City Council begins review of medallion towing system

Baltimore lawmakers agreed Wednesday night that the way the city handles contracts with a handful of towing companies needs to be reformed, and they want an outside consultant to study the issue.

Officials are seeking to review an arcane system known as "medallion" towing, in which many of the 10 certified companies have been virtually locked into their contracts for the past three decades. Some kept their contracts despite having problems that led to the state decertifying their businesses.

Councilman James B. Kraft said that the legislative oversight hearing was called "to see how the system can be improved" to unify the towing process, which is a shared responsibility of the Department of Transportation and police.

The towing issue attracted attention after federal authorities arrested 17 city police officers in February and charged them with getting kickbacks for steering drivers involved in accidents to a Rosedale towing company and car repair shop that was not on the city's list of certified companies.

In February, Baltimore Police Commissioner Frederick H. Bealefeld III and the mayor demanded a review of the entire practice, in which the small number of towing companies are dispatched to tow vehicles that are disabled or involved in accidents.

Though so-called medallion companies were not implicated in the alleged scheme, the embarrassing spectacle and implications of police corruption prompted a review of the way in which cars are towed by the city and who gets the money.

The idea behind awarding medallions is to ensure that people across the city pay the same amount for having their vehicles towed — $130 to $140. Critics, many from towing companies who felt locked out of the system, have called the procedures a virtual "dictatorship" that eliminates competition.

During the informational hearing, Councilman Bill Henry asked how a company wins a medallion. When no one was able to directly respond, he said there should be "some method of ensuring an open and transparent process" for companies to become medallion companies.

Councilwoman Mary Pat Clarke questioned how well-versed officers are in the towing process, to which the police commissioner responded that they know.

"We have a general order, a policy" the officers learn in the academy, Bealefeld said. "They know what they are doing," he said.

Officers are supposed to consult the vehicles' owners to see if they want the officer to make arrangements to have their vehicles towed or if they prefer to handle it themselves. If officers are asked to call, Bealefeld said, they call dispatchers, who contact a medallion company.

The medallion companies have the sole right to tow cars that are blocking the flow of traffic after a crash.

Department of Transportation Director Khalil A. Zaied gave a presentation in which his department suggested the city hire a consultant to provide recommendations to reform the system, with a final solution to be given in the fall.

The council did not take any action Wednesday, but the department will begin interviewing consultants May 2.

The department also advised against a proposal that would use the outside company, AutoReturn, to manage towing in the city. The company operates in Baltimore County.

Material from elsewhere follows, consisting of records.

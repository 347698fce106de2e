use std::collections::{
    HashMap,
    HashSet,
};

use bevy::prelude::*;

use crate::{
    aggregate::SplatAggregator,
    error::SplatError,
    node::NodeHandle,
    splat::buffer::SplatBuffer,
};


/// Proxy entity for one splat asset. Its `Transform` becomes the node's world transform.
#[derive(Component, Clone, Debug, Default, Reflect)]
#[require(Transform)]
#[reflect(Component)]
pub struct SplatAssetHandle(pub Handle<SplatBuffer>);

impl SplatAssetHandle {
    pub fn handle(&self) -> &Handle<SplatBuffer> {
        &self.0
    }
}

/// Node the proxy was merged into.
#[derive(Component, Clone, Copy, Debug, Reflect)]
#[reflect(Component)]
pub struct SplatNode(pub NodeHandle);

#[derive(Component, Clone, Debug, Default, Reflect)]
#[reflect(Component)]
pub struct SplatAssetFailed;


#[derive(Event, Clone, Copy, Debug)]
pub struct SplatAssetMerged {
    pub entity: Entity,
    pub handle: NodeHandle,
    pub splat_count: u32,
}

#[derive(Event, Clone, Debug)]
pub struct SplatMergeFailed {
    pub entity: Entity,
    pub error: SplatError,
}


#[derive(Debug, Hash, PartialEq, Eq, Clone, SystemSet)]
pub enum SplatAggregateSystems {
    Merge,
    SyncTransforms,
}


/// Moves loaded splat assets out of `Assets<SplatBuffer>` and into the aggregate.
///
/// Proxies sharing one handle are merged as separate nodes from the same
/// buffer. A proxy whose asset was consumed on an earlier frame is marked
/// `SplatAssetFailed`.
#[allow(clippy::type_complexity)]
pub fn merge_loaded_splat_assets(
    mut commands: Commands,
    mut aggregator: ResMut<SplatAggregator>,
    mut buffers: ResMut<Assets<SplatBuffer>>,
    mut consumed: Local<HashSet<AssetId<SplatBuffer>>>,
    pending: Query<
        (Entity, &SplatAssetHandle, &Transform),
        (Without<SplatNode>, Without<SplatAssetFailed>),
    >,
    mut merged: EventWriter<SplatAssetMerged>,
    mut failed: EventWriter<SplatMergeFailed>,
) {
    let mut groups: Vec<(AssetId<SplatBuffer>, Vec<(Entity, Mat4)>)> = Vec::new();
    let mut group_of: HashMap<AssetId<SplatBuffer>, usize> = HashMap::new();

    for (entity, asset, transform) in &pending {
        let id = asset.handle().id();
        let index = *group_of.entry(id).or_insert_with(|| {
            groups.push((id, Vec::new()));
            groups.len() - 1
        });
        groups[index].1.push((entity, transform.compute_matrix()));
    }

    for (id, proxies) in groups {
        let Some(buffer) = buffers.remove(id) else {
            if consumed.contains(&id) {
                for (entity, _) in proxies {
                    warn!(?entity, "splat asset already consumed by another merge");
                    commands.entity(entity).insert(SplatAssetFailed);
                }
            }
            continue;
        };
        consumed.insert(id);

        let last = proxies.len() - 1;
        let mut shared = Some(buffer);

        for (i, (entity, world_transform)) in proxies.into_iter().enumerate() {
            let source = if i == last {
                shared.take()
            } else {
                shared.clone()
            };
            let Some(source) = source else {
                break;
            };

            let splat_count = source.splat_count;
            let source = source.with_world_transform(world_transform);

            match aggregator.add_asset(source) {
                Ok(handle) => {
                    info!(
                        ?entity,
                        node = handle.node().0,
                        splat_count,
                        total_splats = aggregator.splat_count(),
                        "splat asset merged"
                    );

                    commands.entity(entity).insert(SplatNode(handle));
                    merged.write(SplatAssetMerged {
                        entity,
                        handle,
                        splat_count,
                    });
                }
                Err(error) => {
                    warn!(?entity, %error, "failed to merge splat asset");

                    commands.entity(entity).insert(SplatAssetFailed);
                    failed.write(SplatMergeFailed {
                        entity,
                        error,
                    });
                }
            }
        }
    }
}

/// Pushes proxy `Transform` changes, e.g. gizmo drags, into the node transform table.
pub fn sync_node_transforms(
    mut aggregator: ResMut<SplatAggregator>,
    moved: Query<(Entity, &SplatNode, &Transform), Changed<Transform>>,
) {
    for (entity, node, transform) in &moved {
        if let Err(error) = aggregator.set_node_transform(node.0, transform.compute_matrix()) {
            debug!(?entity, %error, "ignoring transform of stale splat node");
        }
    }
}
// TODO: support streamed codecs
pub trait SplatCodec: Sized {
    fn encode(&self) -> Result<Vec<u8>, std::io::Error>;
    fn decode(data: &[u8]) -> Result<Self, std::io::Error>;
}
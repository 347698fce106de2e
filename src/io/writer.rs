use std::io::Write;

use crate::{
    io::codec::SplatCodec,
    splat::buffer::SplatBuffer,
};


pub fn write_splat_buffer_to_file(
    buffer: &SplatBuffer,
    path: &str,
) -> Result<(), std::io::Error> {
    let gsplat_file = std::fs::File::create(path)?;
    let mut gsplat_writer = std::io::BufWriter::new(gsplat_file);

    let data = buffer.encode()?;
    gsplat_writer.write_all(data.as_slice())?;
    gsplat_writer.flush()
}
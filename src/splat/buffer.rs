use bevy::prelude::*;
use serde::{
    Deserialize,
    Serialize,
};

use crate::{
    error::ShapeError,
    node::{
        NodeId,
        NodeTransforms,
    },
    splat::{
        harmonics::{
            SH_TEXEL_BYTES,
            texture_side_of,
        },
        packed::{
            ATTRIBUTE_STRIDE,
            PackedSplat,
            pack_attributes,
        },
    },
};


/// Engine-ready splat data of one loaded asset, or of the whole aggregate.
///
/// Splat `i` owns bytes `i * ATTRIBUTE_STRIDE ..` of `attribute_data`, texel
/// `i` of every SH texture and entry `i` of `node_indices`.
#[derive(
    Asset,
    Clone,
    Debug,
    Default,
    PartialEq,
    TypePath,
    Serialize,
    Deserialize,
)]
pub struct SplatBuffer {
    pub splat_count: u32,
    pub attribute_data: Vec<u8>,

    /// `None` carries no SH at all, which is not the same as an empty texture list.
    #[serde(default)]
    pub sh_data: Option<Vec<Vec<u8>>>,

    /// `None` puts every splat on node 0.
    #[serde(default)]
    pub node_indices: Option<Vec<u32>>,

    #[serde(default)]
    pub node_transforms: NodeTransforms,
}

impl SplatBuffer {
    pub fn from_splats(splats: &[PackedSplat]) -> Self {
        Self {
            splat_count: splats.len() as u32,
            attribute_data: pack_attributes(splats),
            ..default()
        }
    }

    pub fn with_sh_data(mut self, sh_data: Vec<Vec<u8>>) -> Self {
        self.sh_data = Some(sh_data);
        self
    }

    /// Sets the transform of the node the splats belong to.
    pub fn with_world_transform(mut self, transform: Mat4) -> Self {
        let node = NodeId(self.first_node());
        self.node_transforms.insert(node, transform);
        self
    }

    pub fn len(&self) -> usize {
        self.splat_count as usize
    }

    pub fn is_empty(&self) -> bool {
        self.splat_count == 0
    }

    pub fn attributes(&self, index: usize) -> Option<&[u8]> {
        let start = index.checked_mul(ATTRIBUTE_STRIDE)?;
        self.attribute_data.get(start..start + ATTRIBUTE_STRIDE)
    }

    pub fn splat(&self, index: usize) -> Option<PackedSplat> {
        self.attributes(index).map(bytemuck::pod_read_unaligned)
    }

    pub fn node_of(&self, index: usize) -> Option<u32> {
        if index >= self.len() {
            return None;
        }

        match &self.node_indices {
            Some(indices) => indices.get(index).copied(),
            None => Some(0),
        }
    }

    pub fn sh_texel(&self, level: usize, index: usize) -> Option<&[u8]> {
        let texture = self.sh_data.as_ref()?.get(level)?;
        let start = index * SH_TEXEL_BYTES;
        texture.get(start..start + SH_TEXEL_BYTES)
    }

    /// Texel grid side shared by all SH textures.
    pub fn sh_side(&self) -> Option<usize> {
        self.sh_data
            .as_ref()?
            .first()
            .and_then(|texture| texture_side_of(texture))
    }

    /// World transform of the asset's node, identity when none was baked in.
    pub fn world_transform(&self) -> Mat4 {
        self.node_transforms.get_or_identity(NodeId(self.first_node()))
    }

    fn first_node(&self) -> u32 {
        self.node_indices
            .as_ref()
            .and_then(|indices| indices.first().copied())
            .unwrap_or(0)
    }

    pub fn validate(&self) -> Result<(), ShapeError> {
        let count = self.len();

        let expected = count * ATTRIBUTE_STRIDE;
        if self.attribute_data.len() != expected {
            return Err(ShapeError::StrideMismatch {
                expected,
                actual: self.attribute_data.len(),
            });
        }

        if let Some(indices) = &self.node_indices {
            if indices.len() != count {
                return Err(ShapeError::NodeIndexCount {
                    expected: count,
                    actual: indices.len(),
                });
            }
        }

        if let Some(textures) = &self.sh_data {
            validate_sh_textures(textures, count)?;
        }

        for node in self.node_transforms.nodes() {
            if !self.references_node(node.0) {
                return Err(ShapeError::UnreferencedNodeTransform { node });
            }
        }

        Ok(())
    }

    /// Validates the buffer and returns the one local node every splat belongs to.
    pub fn single_node(&self) -> Result<u32, ShapeError> {
        self.validate()?;

        let first = self.first_node();
        if let Some(indices) = &self.node_indices {
            if let Some(&other) = indices.iter().find(|&&node| node != first) {
                return Err(ShapeError::MultipleNodes { first, other });
            }
        }

        Ok(first)
    }

    fn references_node(&self, node: u32) -> bool {
        match &self.node_indices {
            Some(indices) if !indices.is_empty() => indices.contains(&node),
            _ => node == 0,
        }
    }

    pub fn test_model() -> Self {
        let mut splats = Vec::new();

        for &x in [-0.5, 0.5].iter() {
            for &y in [-0.5, 0.5].iter() {
                for &z in [-0.5, 0.5].iter() {
                    splats.push(PackedSplat::new(
                        Vec3::new(x, y, z),
                        Vec3::splat(0.125),
                        Quat::IDENTITY,
                        Vec3::new(x + 0.5, y + 0.5, z + 0.5),
                        0.8,
                    ));
                }
            }
        }

        Self::from_splats(&splats)
    }
}

fn validate_sh_textures(textures: &[Vec<u8>], splats: usize) -> Result<(), ShapeError> {
    let Some(first) = textures.first() else {
        return Ok(());
    };

    for (level, texture) in textures.iter().enumerate() {
        if texture.len() != first.len() {
            return Err(ShapeError::ShTextureMismatch {
                level,
                expected: first.len(),
                actual: texture.len(),
            });
        }
    }

    let Some(side) = texture_side_of(first) else {
        return Err(ShapeError::ShTextureNotSquare {
            level: 0,
            bytes: first.len(),
        });
    };

    let texels = side * side;
    if texels < splats {
        return Err(ShapeError::ShGridTooSmall { texels, splats });
    }

    Ok(())
}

"They make good money," said Councilman Robert Curran of AutoReturn, which operates in municipalities around the country. Curran said the costs from the company would be passed on to those who get their vehicles towed.

After the presentation, Paula Protani, leader of an association of medallion towers, told the council that the firm involved in the February scandal "was not a tow company. It was a body shop. Medallion tow companies are not the problem."

Outside the hearing, Curran said the medallion system is not the problem but said it could be more efficient.

In the case involving the city officers, the medallion companies lost business. City police are alleged to have convinced car owners who needed tows to use a company called Majestic, which would waive the towing fee and handle insurance claims. In return, prosecutors say, the officers got up to $300 for each car referred to the company.

Charges against the 17 officers and the owner and an employee of Majestic are pending.